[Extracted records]
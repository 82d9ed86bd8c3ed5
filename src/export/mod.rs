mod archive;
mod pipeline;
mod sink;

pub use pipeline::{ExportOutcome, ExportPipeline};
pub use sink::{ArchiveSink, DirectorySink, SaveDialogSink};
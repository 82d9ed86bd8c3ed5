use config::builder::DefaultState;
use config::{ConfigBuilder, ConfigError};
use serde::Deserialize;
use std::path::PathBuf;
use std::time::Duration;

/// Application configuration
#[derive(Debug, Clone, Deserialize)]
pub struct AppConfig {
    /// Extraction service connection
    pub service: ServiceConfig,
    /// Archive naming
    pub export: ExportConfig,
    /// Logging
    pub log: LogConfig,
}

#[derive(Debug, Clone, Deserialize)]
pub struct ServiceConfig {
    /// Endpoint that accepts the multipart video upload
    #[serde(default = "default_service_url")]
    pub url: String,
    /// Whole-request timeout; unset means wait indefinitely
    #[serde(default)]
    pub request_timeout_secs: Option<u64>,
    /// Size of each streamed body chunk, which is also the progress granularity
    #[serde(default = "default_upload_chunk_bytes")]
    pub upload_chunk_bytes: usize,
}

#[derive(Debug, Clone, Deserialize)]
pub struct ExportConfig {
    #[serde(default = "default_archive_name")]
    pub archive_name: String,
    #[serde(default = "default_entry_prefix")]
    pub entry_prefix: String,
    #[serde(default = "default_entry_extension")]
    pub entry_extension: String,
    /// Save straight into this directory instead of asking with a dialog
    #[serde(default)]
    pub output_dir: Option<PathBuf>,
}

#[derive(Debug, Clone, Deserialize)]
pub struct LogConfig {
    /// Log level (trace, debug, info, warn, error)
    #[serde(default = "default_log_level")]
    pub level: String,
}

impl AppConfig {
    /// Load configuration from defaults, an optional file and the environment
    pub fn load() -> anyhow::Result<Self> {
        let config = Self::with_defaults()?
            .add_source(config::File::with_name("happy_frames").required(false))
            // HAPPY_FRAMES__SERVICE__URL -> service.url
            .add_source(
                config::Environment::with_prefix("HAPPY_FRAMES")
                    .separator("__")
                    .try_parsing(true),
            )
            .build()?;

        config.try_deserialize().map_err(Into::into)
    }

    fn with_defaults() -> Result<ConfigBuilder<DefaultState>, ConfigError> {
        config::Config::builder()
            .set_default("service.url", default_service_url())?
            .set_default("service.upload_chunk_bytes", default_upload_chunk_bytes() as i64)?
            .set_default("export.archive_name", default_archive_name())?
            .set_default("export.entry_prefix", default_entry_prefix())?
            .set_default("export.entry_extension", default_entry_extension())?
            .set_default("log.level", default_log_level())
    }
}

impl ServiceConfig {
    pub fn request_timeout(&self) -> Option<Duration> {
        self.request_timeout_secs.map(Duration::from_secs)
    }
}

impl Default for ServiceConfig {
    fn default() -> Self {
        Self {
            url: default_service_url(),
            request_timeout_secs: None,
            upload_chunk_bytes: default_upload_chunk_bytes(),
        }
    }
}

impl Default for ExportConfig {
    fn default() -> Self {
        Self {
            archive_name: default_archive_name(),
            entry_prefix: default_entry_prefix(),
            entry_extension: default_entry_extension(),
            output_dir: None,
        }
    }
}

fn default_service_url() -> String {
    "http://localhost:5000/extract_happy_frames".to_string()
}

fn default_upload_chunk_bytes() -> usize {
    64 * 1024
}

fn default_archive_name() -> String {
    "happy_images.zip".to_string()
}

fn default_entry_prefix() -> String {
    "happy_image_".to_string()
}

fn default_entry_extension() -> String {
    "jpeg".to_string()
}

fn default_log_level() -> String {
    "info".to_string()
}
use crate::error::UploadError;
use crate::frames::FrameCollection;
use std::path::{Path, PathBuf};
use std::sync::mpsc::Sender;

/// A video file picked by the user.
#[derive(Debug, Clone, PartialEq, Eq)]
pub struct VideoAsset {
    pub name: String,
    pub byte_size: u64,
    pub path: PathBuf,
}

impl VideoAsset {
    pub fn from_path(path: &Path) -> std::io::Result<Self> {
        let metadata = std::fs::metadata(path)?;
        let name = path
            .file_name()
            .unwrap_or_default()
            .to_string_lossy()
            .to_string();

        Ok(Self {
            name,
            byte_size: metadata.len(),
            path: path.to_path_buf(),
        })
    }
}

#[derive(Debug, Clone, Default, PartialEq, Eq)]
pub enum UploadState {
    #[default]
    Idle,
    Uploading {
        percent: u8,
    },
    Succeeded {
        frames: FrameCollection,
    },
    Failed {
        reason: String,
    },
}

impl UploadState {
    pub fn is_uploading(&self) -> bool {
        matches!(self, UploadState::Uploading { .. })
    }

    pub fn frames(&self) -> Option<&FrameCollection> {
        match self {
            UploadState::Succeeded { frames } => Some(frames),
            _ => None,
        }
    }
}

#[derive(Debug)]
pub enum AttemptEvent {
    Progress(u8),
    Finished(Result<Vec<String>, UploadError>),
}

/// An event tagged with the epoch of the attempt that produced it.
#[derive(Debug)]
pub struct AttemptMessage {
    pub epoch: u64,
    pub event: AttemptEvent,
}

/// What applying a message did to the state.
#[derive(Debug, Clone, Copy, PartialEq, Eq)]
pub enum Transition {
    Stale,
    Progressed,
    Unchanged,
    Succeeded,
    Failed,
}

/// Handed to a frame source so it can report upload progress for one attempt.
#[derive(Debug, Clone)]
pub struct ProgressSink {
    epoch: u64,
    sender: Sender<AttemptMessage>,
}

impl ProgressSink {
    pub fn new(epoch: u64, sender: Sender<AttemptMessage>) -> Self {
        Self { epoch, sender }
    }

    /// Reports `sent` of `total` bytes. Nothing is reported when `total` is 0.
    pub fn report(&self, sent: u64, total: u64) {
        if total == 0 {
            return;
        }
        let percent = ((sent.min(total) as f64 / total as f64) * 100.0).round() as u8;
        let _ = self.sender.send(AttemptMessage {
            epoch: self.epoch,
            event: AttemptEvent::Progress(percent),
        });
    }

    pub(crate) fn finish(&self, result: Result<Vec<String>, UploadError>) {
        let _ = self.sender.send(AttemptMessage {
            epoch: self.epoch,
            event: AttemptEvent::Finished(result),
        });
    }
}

[PROBLEM TO WORK ON]
Give back all of the data above without any alteration.

[WRITTEN RESPONSE]
repository 82d9ed86bd8c3ed5
filename src/export/mod.rs
mod archive;
mod pipeline;
mod sink;

pub use pipeline::{ExportOutcome, ExportPipeline};
pub use sink::{ArchiveSink, DirectorySink, SaveDialogSink};
repository 82d9ed86bd8c3ed5
use config::builder::DefaultState;
use config::{ConfigBuilder, ConfigError};
use serde::Deserialize;
use std::path::PathBuf;
use std::time::Duration;

/// Application configuration
#[derive(Debug, Clone, Deserialize)]
pub struct AppConfig {
    /// Extraction service connection
    pub service: ServiceConfig,
    /// Archive naming
    pub export: ExportConfig,
    /// Logging
    pub log: LogConfig,
}

#[derive(Debug, Clone, Deserialize)]
pub struct ServiceConfig {
    /// Endpoint that accepts the multipart video upload
    #[serde(default = "default_service_url")]
    pub url: String,
    /// Whole-request timeout; unset means wait indefinitely
    #[serde(default)]
    pub request_timeout_secs: Option<u64>,
    /// Size of each streamed body chunk, which is also the progress granularity
    #[serde(default = "default_upload_chunk_bytes")]
    pub upload_chunk_bytes: usize,
}

#[derive(Debug, Clone, Deserialize)]
pub struct ExportConfig {
    #[serde(default = "default_archive_name")]
    pub archive_name: String,
    #[serde(default = "default_entry_prefix")]
    pub entry_prefix: String,
    #[serde(default = "default_entry_extension")]
    pub entry_extension: String,
    /// Save straight into this directory instead of asking with a dialog
    #[serde(default)]
    pub output_dir: Option<PathBuf>,
}

#[derive(Debug, Clone, Deserialize)]
pub struct LogConfig {
    /// Log level (trace, debug, info, warn, error)
    #[serde(default = "default_log_level")]
    pub level: String,
}

impl AppConfig {
    /// Load configuration from defaults, an optional file and the environment
    pub fn load() -> anyhow::Result<Self> {
        let config = Self::with_defaults()?
            .add_source(config::File::with_name("happy_frames").required(false))
            // HAPPY_FRAMES__SERVICE__URL -> service.url
            .add_source(
                config::Environment::with_prefix("HAPPY_FRAMES")
                    .separator("__")
                    .try_parsing(true),
            )
            .build()?;

        config.try_deserialize().map_err(Into::into)
    }

    fn with_defaults() -> Result<ConfigBuilder<DefaultState>, ConfigError> {
        config::Config::builder()
            .set_default("service.url", default_service_url())?
            .set_default("service.upload_chunk_bytes", default_upload_chunk_bytes() as i64)?
            .set_default("export.archive_name", default_archive_name())?
            .set_default("export.entry_prefix", default_entry_prefix())?
            .set_default("export.entry_extension", default_entry_extension())?
            .set_default("log.level", default_log_level())
    }
}

impl ServiceConfig {
    pub fn request_timeout(&self) -> Option<Duration> {
        self.request_timeout_secs.map(Duration::from_secs)
    }
}

impl Default for ServiceConfig {
    fn default() -> Self {
        Self {
            url: default_service_url(),
            request_timeout_secs: None,
            upload_chunk_bytes: default_upload_chunk_bytes(),
        }
    }
}

impl Default for ExportConfig {
    fn default() -> Self {
        Self {
            archive_name: default_archive_name(),
            entry_prefix: default_entry_prefix(),
            entry_extension: default_entry_extension(),
            output_dir: None,
        }
    }
}

fn default_service_url() -> String {
    "http://localhost:5000/extract_happy_frames".to_string()
}

fn default_upload_chunk_bytes() -> usize {
    64 * 1024
}

fn default_archive_name() -> String {
    "happy_images.zip".to_string()
}

fn default_entry_prefix() -> String {
    "happy_image_".to_string()
}

fn default_entry_extension() -> String {
    "jpeg".to_string()
}

fn default_log_level() -> String {
    "info".to_string()
}
use crate::error::UploadError;
use crate::frames::FrameCollection;
use std::path::{Path, PathBuf};
use std::sync::mpsc::Sender;

/// A video file picked by the user.
#[derive(Debug, Clone, PartialEq, Eq)]
pub struct VideoAsset {
    pub name: String,
    pub byte_size: u64,
    pub path: PathBuf,
}

impl VideoAsset {
    pub fn from_path(path: &Path) -> std::io::Result<Self> {
        let metadata = std::fs::metadata(path)?;
        let name = path
            .file_name()
            .unwrap_or_default()
            .to_string_lossy()
            .to_string();

        Ok(Self {
            name,
            byte_size: metadata.len(),
            path: path.to_path_buf(),
        })
    }
}

#[derive(Debug, Clone, Default, PartialEq, Eq)]
pub enum UploadState {
    #[default]
    Idle,
    Uploading {
        percent: u8,
    },
    Succeeded {
        frames: FrameCollection,
    },
    Failed {
        reason: String,
    },
}

impl UploadState {
    pub fn is_uploading(&self) -> bool {
        matches!(self, UploadState::Uploading { .. })
    }

    pub fn frames(&self) -> Option<&FrameCollection> {
        match self {
            UploadState::Succeeded { frames } => Some(frames),
            _ => None,
        }
    }
}

#[derive(Debug)]
pub enum AttemptEvent {
    Progress(u8),
    Finished(Result<Vec<String>, UploadError>),
}

/// An event tagged with the epoch of the attempt that produced it.
#[derive(Debug)]
pub struct AttemptMessage {
    pub epoch: u64,
    pub event: AttemptEvent,
}

/// What applying a message did to the state.
#[derive(Debug, Clone, Copy, PartialEq, Eq)]
pub enum Transition {
    Stale,
    Progressed,
    Unchanged,
    Succeeded,
    Failed,
}

/// Handed to a frame source so it can report upload progress for one attempt.
#[derive(Debug, Clone)]
pub struct ProgressSink {
    epoch: u64,
    sender: Sender<AttemptMessage>,
}

impl ProgressSink {
    pub fn new(epoch: u64, sender: Sender<AttemptMessage>) -> Self {
        Self { epoch, sender }
    }

    /// Reports `sent` of `total` bytes. Nothing is reported when `total` is 0.
    pub fn report(&self, sent: u64, total: u64) {
        if total == 0 {
            return;
        }
        let percent = ((sent.min(total) as f64 / total as f64) * 100.0).round() as u8;
        let _ = self.sender.send(AttemptMessage {
            epoch: self.epoch,
            event: AttemptEvent::Progress(percent),
        });
    }

    pub(crate) fn finish(&self, result: Result<Vec<String>, UploadError>) {
        let _ = self.sender.send(AttemptMessage {
            epoch: self.epoch,
            event: AttemptEvent::Finished(result),
        });
    }
}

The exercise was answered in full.